Home > Policy/Funding > Vilsack Speech to Producers Shows Dedication to Rural America and Biofuels

Vilsack Speech to Producers Shows Dedication to Rural America and Biofuels

March 8th, 2010

By all accounts coming out of the Commodity Classic in Anaheim, CA last week, Tom Vilsack gave the speech of his relatively brief tenure as Agriculture Secretary. Vilsack’s 30 minutes before thousands of grain and soybean producers has been alternately described as “heartfelt,” “effective” and a “home run.” In his first speech to a major gathering of agricultural producers since joining the Obama administration a little more than a year ago, Vilsack struck a theme that closely tracks the 25x’25 Vision for rural America, telling his audience of a multi-faceted plan to revitalize rural communities and make the cultivation and growth of the biofuels industry a key component of that plan.

Stating that “rural America is the heart, soul and guts of America,” Vilsack should be commended for his call for dual strategies of domestic and global expansion, in tandem with expanding non-farm rural opportunities. And while much of his speech addressed overseas marketing strategies, the secretary also promised to pursue the expansion of biotechnology and to sustain policies that foster the biofuels industry.

Vilsack struck the right note when he stressed the domestic importance of building up the biofuels industry, pointing to funds being made available through the energy title in the 2008 Farm Bill and citing the Obama administration’s support of green initiatives, including a major biofuels initiative announced last month. “We are going to make sure that biofuels is a national industry,” Vilsack said.

The speech offered a rhetorical follow-up in Anaheim to a more nuts-and-bolts presentation made before the Senate Agriculture Appropriations subcommittee in Washington earlier in the week.

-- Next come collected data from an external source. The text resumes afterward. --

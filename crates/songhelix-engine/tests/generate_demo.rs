//! Full-pipeline generation from the shipped demo document.

use songhelix_engine::arrange::generate_song;
use songhelix_engine::sequence::TrackKind;
use songhelix_spec::song::SongDocument;

const EXAMPLE: &str = include_str!("../../../demos/example-song.json");

#[test]
fn demo_document_generates_a_playable_song() {
    let document = SongDocument::from_str(EXAMPLE).unwrap();
    let context = generate_song(&document, Some(7), None).unwrap();

    let total = context.structure.total_ticks() as u64;
    assert!(total > 0);
    assert_eq!(context.harmony.total_ticks() as u64, total);
    context.harmony.check_sanity().unwrap();

    assert_eq!(context.activity_matrix.len(), 6);
    for (name, vector) in context.activity_matrix.vectors() {
        assert_eq!(vector.len() as u64, total, "vector {}", name);
    }

    assert_eq!(context.arrangement.entries().len(), 5);
    for entry in context.arrangement.entries() {
        for sequence in &entry.track.sequences {
            assert_eq!(sequence.total_ticks(), total, "track {}", entry.instrument);
        }
    }
    assert_eq!(
        context.arrangement.get("drums").unwrap().kind,
        TrackKind::Rhythm
    );
    // The drum track renders one sequence per configured voice.
    assert_eq!(context.arrangement.get("drums").unwrap().sequences.len(), 3);
}

#[test]
fn demo_document_is_deterministic_per_seed() {
    let document = SongDocument::from_str(EXAMPLE).unwrap();
    let a = generate_song(&document, Some(11), None).unwrap();
    let b = generate_song(&document, Some(11), None).unwrap();
    assert_eq!(a.arrangement, b.arrangement);
    assert_eq!(a.harmony, b.harmony);
    assert_eq!(a.song_name, b.song_name);
}
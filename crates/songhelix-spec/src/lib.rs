//! songhelix song document library.
//!
//! A song document is a declarative JSON description of a generated song:
//! its temporal structure, its harmony engine, its arrangement (activity
//! solver plus instrument tracks), and its player. This crate provides the
//! serde types, cross-reference validation, the numeric/string random
//! templating, the version gate, and deterministic seed derivation.
//!
//! # Modules
//!
//! - [`song`]: the root document and structure
//! - [`harmony`]: harmony engine configuration
//! - [`patterns`]: pattern engine configuration
//! - [`arrangement`]: activity solver and track configuration
//! - [`sequencers`]: sequence engine configuration
//! - [`player`]: device, tempo, LFO, and synchronization configuration
//! - [`random`]: templated numeric and string values
//! - [`seed`]: blake3-based seed derivation
//! - [`version`]: document version ranges

pub mod arrangement;
pub mod error;
pub mod harmony;
pub mod patterns;
pub mod player;
pub mod random;
pub mod seed;
pub mod sequencers;
pub mod song;
pub mod version;

pub use arrangement::{
    ActivityModifierSpec, ActivityVectorSpec, ArrangementSpec, ConstraintMode, GreedyWeights,
    SectionRef, TrackKindSpec, TrackSpec,
};
pub use error::SpecError;
pub use harmony::{ChordPatternSpec, HarmonySpec};
pub use patterns::{
    CrescendoSpec, PatternEngineSpec, PatternSource, RandomFragmentSpec, RandomPatternSpec,
    WeightedChoice,
};
pub use player::{
    DeviceChannelSpec, DeviceSpec, LegatoControllerSpec, LfoShape, LfoSpec, MidiPlayerSpec,
    PlayerSpec, RotationUnit, SyncSpec,
};
pub use random::{RandomKind, RandomString, RandomValue};
pub use seed::{derive_seed, rng_for};
pub use sequencers::{
    ArpeggioSpec, ConditionalMode, ConditionalPatternSpec, DrumSpec, DrumVoiceSpec, MelodySpec,
    PadSpec, PatternRestartMode, PatternSeqSpec, SequenceEngineSpec,
};
pub use song::{SongDocument, StructureSpec};
pub use version::{check_version, SUPPORTED_VERSION};
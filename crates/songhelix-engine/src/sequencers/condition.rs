//! Boolean conditions over named activity vectors.
//!
//! Grammar: identifiers (vector names), `!`, `&`, `|`, and parentheses.
//! An empty expression is always true.

use crate::activity::ActivityMatrix;
use crate::error::EngineError;

/// A parsed condition expression.
#[derive(Debug, Clone, PartialEq)]
pub enum Condition {
    /// Always true (empty expression).
    True,
    /// State of a named vector.
    Name(String),
    Not(Box<Condition>),
    And(Box<Condition>, Box<Condition>),
    Or(Box<Condition>, Box<Condition>),
}

impl Condition {
    /// Parse an expression.
    pub fn parse(expression: &str) -> Result<Self, EngineError> {
        let trimmed: String = expression.chars().filter(|c| !c.is_whitespace()).collect();
        if trimmed.is_empty() {
            return Ok(Condition::True);
        }
        let mut parser = Parser {
            chars: trimmed.chars().collect(),
            pos: 0,
            expression,
        };
        let condition = parser.parse_or()?;
        if parser.pos != parser.chars.len() {
            return Err(parser.error(format!(
                "unexpected '{}' at position {}",
                parser.chars[parser.pos], parser.pos
            )));
        }
        Ok(condition)
    }

    /// Evaluate against the matrix at a tick.
    pub fn evaluate(
        &self,
        matrix: &ActivityMatrix,
        tick: usize,
    ) -> Result<bool, EngineError> {
        match self {
            Condition::True => Ok(true),
            Condition::Name(name) => matrix
                .get(name)
                .map(|vector| vector.is_active(tick))
                .ok_or_else(|| EngineError::UnknownActivityVector { name: name.clone() }),
            Condition::Not(inner) => Ok(!inner.evaluate(matrix, tick)?),
            Condition::And(a, b) => Ok(a.evaluate(matrix, tick)? && b.evaluate(matrix, tick)?),
            Condition::Or(a, b) => Ok(a.evaluate(matrix, tick)? || b.evaluate(matrix, tick)?),
        }
    }
}

struct Parser<'a> {
    chars: Vec<char>,
    pos: usize,
    expression: &'a str,
}

impl Parser<'_> {
    fn error(&self, message: String) -> EngineError {
        EngineError::ConditionSyntax {
            expression: self.expression.to_string(),
            message,
        }
    }

    fn peek(&self) -> Option<char> {
        self.chars.get(self.pos).copied()
    }

    fn parse_or(&mut self) -> Result<Condition, EngineError> {
        let mut left = self.parse_and()?;
        while self.peek() == Some('|') {
            self.pos += 1;
            let right = self.parse_and()?;
            left = Condition::Or(Box::new(left), Box::new(right));
        }
        Ok(left)
    }

    fn parse_and(&mut self) -> Result<Condition, EngineError> {
        let mut left = self.parse_unary()?;
        while self.peek() == Some('&') {
            self.pos += 1;
            let right = self.parse_unary()?;
            left = Condition::And(Box::new(left), Box::new(right));
        }
        Ok(left)
    }

    fn parse_unary(&mut self) -> Result<Condition, EngineError> {
        match self.peek() {
            Some('!') => {
                self.pos += 1;
                Ok(Condition::Not(Box::new(self.parse_unary()?)))
            }
            Some('(') => {
                self.pos += 1;
                let inner = self.parse_or()?;
                if self.peek() != Some(')') {
                    return Err(self.error("unclosed '('".to_string()));
                }
                self.pos += 1;
                Ok(inner)
            }
            Some(c) if c.is_alphanumeric() || c == '_' => {
                let start = self.pos;
                while self
                    .peek()
                    .is_some_and(|c| c.is_alphanumeric() || c == '_')
                {
                    self.pos += 1;
                }
                Ok(Condition::Name(self.chars[start..self.pos].iter().collect()))
            }
            other => Err(self.error(format!("expected a term, found {:?}", other))),
        }
    }
}
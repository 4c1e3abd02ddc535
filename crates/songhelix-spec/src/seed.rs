//! Deterministic seed derivation.
//!
//! Every configurable element draws its randomness from a `Pcg32` seeded by
//! hashing the document root seed together with the element's path and an
//! optional salt. Re-running with the same document and root seed reproduces
//! every draw bit for bit.

use rand::SeedableRng;
use rand_pcg::Pcg32;

/// Derive a 64-bit seed from the root seed, an element path, and a salt.
pub fn derive_seed(root_seed: u64, path: &str, salt: u32) -> u64 {
    let mut input = Vec::with_capacity(12 + path.len() + 2);
    input.extend_from_slice(&root_seed.to_le_bytes());
    input.push(0);
    input.extend_from_slice(path.as_bytes());
    input.push(0);
    input.extend_from_slice(&salt.to_le_bytes());

    let hash = blake3::hash(&input);
    let bytes: [u8; 8] = hash.as_bytes()[0..8].try_into().unwrap();
    u64::from_le_bytes(bytes)
}

/// Create a deterministic RNG for an element.
///
/// An absolute `seed` on the element overrides derivation entirely; otherwise
/// the RNG is derived from the root seed, the element path, and the salt.
pub fn rng_for(root_seed: u64, path: &str, seed: Option<u64>, salt: Option<u32>) -> Pcg32 {
    let seed64 = match seed {
        Some(absolute) => absolute,
        None => derive_seed(root_seed, path, salt.unwrap_or(0)),
    };
    Pcg32::seed_from_u64(seed64)
}

#[cfg(test)]
mod tests {
    use super::*;
    use rand::Rng;

    #[test]
    fn derivation_is_stable() {
        assert_eq!(
            derive_seed(42, "harmony", 0),
            derive_seed(42, "harmony", 0)
        );
        assert_ne!(derive_seed(42, "harmony", 0), derive_seed(42, "melody", 0));
        assert_ne!(derive_seed(42, "harmony", 0), derive_seed(42, "harmony", 1));
        assert_ne!(derive_seed(42, "harmony", 0), derive_seed(43, "harmony", 0));
    }

    #[test]
    fn absolute_seed_overrides_path() {
        let mut a = rng_for(1, "x", Some(99), None);
        let mut b = rng_for(2, "y", Some(99), Some(7));
        assert_eq!(a.gen::<u64>(), b.gen::<u64>());
    }
}
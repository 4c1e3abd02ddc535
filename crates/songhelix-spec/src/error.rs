//! Error types for song document loading and validation.

use thiserror::Error;

/// Errors raised while loading or validating a song document.
#[derive(Debug, Error)]
pub enum SpecError {
    #[error("failed to parse song document: {0}")]
    Parse(#[from] serde_json::Error),
    #[error("document version '{version}' does not match supported version {supported}")]
    VersionMismatch { version: String, supported: u32 },
    #[error("invalid version range '{range}': {message}")]
    InvalidVersionRange { range: String, message: String },
    #[error("invalid random value in '{field}': {message}")]
    InvalidRandomValue { field: String, message: String },
    #[error("structure field '{field}' must be positive")]
    NonPositiveStructure { field: &'static str },
    #[error("track '{track}' references unknown activity vector '{name}'")]
    UnknownActivityVector { track: String, name: String },
    #[error("duplicate activity vector name '{name}'")]
    DuplicateActivityVector { name: String },
    #[error("instrument '{instrument}' has no device channel mapping")]
    MissingInstrumentMapping { instrument: String },
    #[error("device channel for '{instrument}' out of range: {message}")]
    InvalidDeviceChannel { instrument: String, message: String },
    #[error("document has no tracks")]
    NoTracks,
    #[error("io error reading '{path}': {source}")]
    Io {
        path: String,
        #[source]
        source: std::io::Error,
    },
}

That’s when Vilsack announced he’s pursuing a “Regional Innovation Initiative” that aims to reverse what he said were decades of recession for rural areas. He said a decline resulting from a poorer, older, less educated rural America continues to lose both jobs and population.

The initiative, he said, “will focus less on individual community and project-by-project efforts and focus more on recognizing that smaller communities are part of a regional economy and looking for ways in which we can bolster the regional economy in order to create greater activity.” Along with expanding rural broadband and linking local production with local consumption of farm products, the pillars of Vilsack’s initiative also include the growth of biofuels and biobased products, the development of ecosystem markets to pay farmers for storing carbon, and forest restoration and private land conservation.

Vilsack should be commended for his recognition that the approach to economic development in rural America must be overhauled and that a major path to reviving farm communities is through the promotion of strategies that play on their strengths. 25x’25 has long advocated that America’s farms, ranches and forestlands can help meet our nation’s energy needs and still provide ample, affordable and safe food, feed and fiber – all while providing the benefits of an improved economy, more jobs, a cleaner environment and a more secure nation. It is encouraging to see Secretary Vilsack’s clear and heartfelt articulation of those same goals.